Photo: Courtesy of HarperCollins

Lucas-Matthew Marsh, Local Journalism Initiative Reporter

By: Lucas-Matthew Marsh

Local Journalism Initiative Reporter

Iori:wase


Derek Montour set out to write his first book, Everyday Reconciliation, with an ambitious goal: to answer all the questions settlers are too afraid to ask.

“That’s what this book is all about,” Montour said. “Trying to help [non-Indigenous] people have better relationships with Indigenous people.”

Across 296 pages, Montour and co-author Elin Sandberg Miller present readers with a comprehensive guide to Reconciliation — addressing everything from whether it’s appropriate for settlers to wear regalia to the land-back movement.

The book is structured around six distinct themes. Montour and Miller take turns sharing their perspectives on each theme, written through a series of personal essays, before coming together at the end of each chapter to write a guidebook.

“We talk about land, we talk about education, we talk about trauma, so there’s different areas that we delve into that are really part of Indigenous life,” Montour said.

For Miller, the idea for the book grew out of her own search for practical resources on Reconciliation after she immigrated to Canada.

“I read the 94 Calls to Action, which are excellent, but they are directed at governments and churches,” Miller said. “Non-Indigenous Canadians, those are the people we are targeting. Indigenous people [are] living with this.”

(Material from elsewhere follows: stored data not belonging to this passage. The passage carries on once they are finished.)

//! Item CLI commands: add, recent, show.

use std::path::Path;

use anyhow::{Result, anyhow};
use comfy_table::{Cell, Color, ContentArrangement, Table, presets};
use console::style;
use indicatif::{ProgressBar, ProgressStyle};

use echolocator_core::service::gateway::Listing;
use echolocator_types::item::{ImageContentType, ItemId, ItemSubmission, ItemView};

use crate::state::AppState;

/// Metadata given on the command line for `echoloc add`.
pub struct AddArgs {
    pub title: String,
    pub location: String,
    pub description: Option<String>,
    pub contact: Option<String>,
}

/// Index an image file.
///
/// # Examples
///
/// ```bash
/// echoloc add ./wallet.jpg --title "Black Wallet" --location Library
/// ```
pub async fn add_item(state: &AppState, image: &Path, args: AddArgs, json: bool) -> Result<()> {
    let content_type = content_type_for(image)?;
    let bytes = tokio::fs::read(image)
        .await
        .map_err(|e| anyhow!("cannot read {}: {e}", image.display()))?;

    let spinner = (!json).then(|| {
        let spinner = ProgressBar::new_spinner();
        if let Ok(spinner_style) = ProgressStyle::default_spinner().template("{spinner:.cyan} {msg}")
        {
            spinner.set_style(spinner_style);
        }
        spinner.set_message("Embedding image...");
        spinner.enable_steady_tick(std::time::Duration::from_millis(80));
        spinner
    });

    let result = state
        .gateway
        .ingest(ItemSubmission {
            title: args.title,
            location: args.location,
            description: args.description,
            finder_contact: args.contact,
            content_type: content_type.mime().to_string(),
            image: bytes,
        })
        .await;

    if let Some(spinner) = spinner {
        spinner.finish_and_clear();
    }
    let item = result?;

    if json {
        println!("{}", serde_json::to_string_pretty(&item)?);
        return Ok(());
    }

    println!();
    println!("  {} Item stored successfully.", style("✓").green().bold());
    println!();
    print_item(&item);
    println!();
    Ok(())
}

/// List the newest items in a table.
pub async fn list_recent(state: &AppState, limit: Option<i64>, json: bool) -> Result<()> {
    let items = state.gateway.list(Listing::Recent, limit)?;

    if json {
        println!("{}", serde_json::to_string_pretty(&items)?);
        return Ok(());
    }

    if items.is_empty() {
        println!();
        println!(
            "  {} No items yet. Add one with: {}",
            style("i").blue().bold(),
            style("echoloc add <image> --title <title> --location <place>").yellow()
        );
        println!();
        return Ok(());
    }

    let mut table = Table::new();
    table.load_preset(presets::UTF8_FULL_CONDENSED);
    table.set_content_arrangement(ContentArrangement::Dynamic);
    table.set_header(vec![
        Cell::new("ID").fg(Color::White),
        Cell::new("Title").fg(Color::White),
        Cell::new("Location").fg(Color::White),
        Cell::new("Found").fg(Color::White),
    ]);
    for item in &items {
        table.add_row(vec![
            Cell::new(item.id).fg(Color::DarkGrey),
            Cell::new(&item.title).fg(Color::Cyan),
            Cell::new(&item.location),
            Cell::new(format_relative_time(&item.created_at)).fg(Color::DarkGrey),
        ]);
    }

    println!();
    println!("{table}");
    println!();
    println!(
        "  {} item{}",
        style(items.len()).bold(),
        if items.len() == 1 { "" } else { "s" }
    );
    println!();
    Ok(())
}

/// Show one item's full record.
pub async fn show_item(state: &AppState, id: &str, json: bool) -> Result<()> {
    let id: ItemId = id.parse().map_err(|e: String| anyhow!(e))?;
    let item = state.gateway.get_item(id)?;

    if json {
        println!("{}", serde_json::to_string_pretty(&item)?);
        return Ok(());
    }

    println!();
    print_item(&item);
    println!();
    Ok(())
}

fn print_item(item: &ItemView) {
    println!("  {}  {}", style("ID:").bold(), style(item.id).dim());
    println!("  {}  {}", style("Title:").bold(), style(&item.title).cyan());
    println!("  {}  {}", style("Location:").bold(), &item.location);
    if let Some(description) = &item.description {
        println!("  {}  {}", style("Description:").bold(), description);
    }
    if let Some(contact) = &item.finder_contact {
        println!("  {}  {}", style("Contact:").bold(), contact);
    }
    println!("  {}  {}", style("Image:").bold(), style(&item.image_url).dim());
    println!(
        "  {}  {}",
        style("Found:").bold(),
        item.created_at.format("%Y-%m-%d %H:%M UTC")
    );
}

/// Content type from the file extension.
fn content_type_for(path: &Path) -> Result<ImageContentType> {
    path.extension()
        .and_then(|ext| ext.to_str())
        .and_then(ImageContentType::from_extension)
        .ok_or_else(|| anyhow!("Upload JPG, PNG, or WEBP images only."))
}

pub(crate) fn format_relative_time(dt: &chrono::DateTime<chrono::Utc>) -> String {
    let diff = chrono::Utc::now() - *dt;

    if diff.num_minutes() < 1 {
        "just now".to_string()
    } else if diff.num_hours() < 1 {
        format!("{}m ago", diff.num_minutes())
    } else if diff.num_days() < 1 {
        format!("{}h ago", diff.num_hours())
    } else if diff.num_days() < 30 {
        format!("{}d ago", diff.num_days())
    } else {
        dt.format("%Y-%m-%d").to_string()
    }
}

#[cfg(test)]
mod tests {
    use super::*;
    use chrono::{Duration, Utc};

    #[test]
    fn test_content_type_for() {
        assert_eq!(
            content_type_for(Path::new("a/b/keys.JPEG")).unwrap(),
            ImageContentType::Jpeg
        );
        assert_eq!(
            content_type_for(Path::new("photo.png")).unwrap(),
            ImageContentType::Png
        );
        assert!(content_type_for(Path::new("scan.gif")).is_err());
        assert!(content_type_for(Path::new("noext")).is_err());
    }

    #[test]
    fn test_format_relative_time() {
        let now = Utc::now();
        assert_eq!(format_relative_time(&now), "just now");
        assert_eq!(format_relative_time(&(now - Duration::minutes(5))), "5m ago");
        assert_eq!(format_relative_time(&(now - Duration::hours(3))), "3h ago");
        assert_eq!(format_relative_time(&(now - Duration::days(2))), "2d ago");
    }
}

The two met when Montour appeared on Miller’s podcast, Everyday Reconciliation, back in 2020 — for an episode on Indigenous Veterans Day.

“I was in the Canadian military,” Montour said, recalling how his experiences during the 1990 Oka Crisis became the opening of Everyday Reconciliation.

Feeling their conversation was “incomplete”, Miller suggested they turn this podcast episode into a book. At first, Montour hesitated to take on the project (for good reason).

“I put a lot of my life out there,” Montour said.

As the narrative unfolds, he delves deeper into his past traumas — growing up isolated from the Longhouse in a family struggling with substance abuse disorder — culminating in Montour’s climactic confession: how, as a teenager, he was sexually assaulted.

“I reached a point where I thought suicide was the only option,” Montour said. “I was 26, my dad had died, I’d gotten another DUI and I didn’t want this life anymore.”

But through the “grace of the Creator,” Montour turned his life around. In Everyday Reconciliation, Montour also reflects on his journey following “the good path,” participating in 12-step programs, therapy and traditional Kanien’kehá:ka healing circles, experiences that ultimately led him towards activism.

“I used to be always asking: why did this have to happen to me?” Montour said. “Until finally, something clicked, and I was able to say, why not me?”

For Montour, these are the lessons that Everyday Reconciliation offers to Indigenous readers.

“I think it’s important that Indigenous people see themselves in all of our respective journeys,” Montour said. “Even though [my] words are not the same as yours, you can find similarities.”

Everyday Reconciliation: A Guide to Action and Change for All of Us was published by HarperCollins on June 2. The book is available through Amazon, Indigo Books and Audible.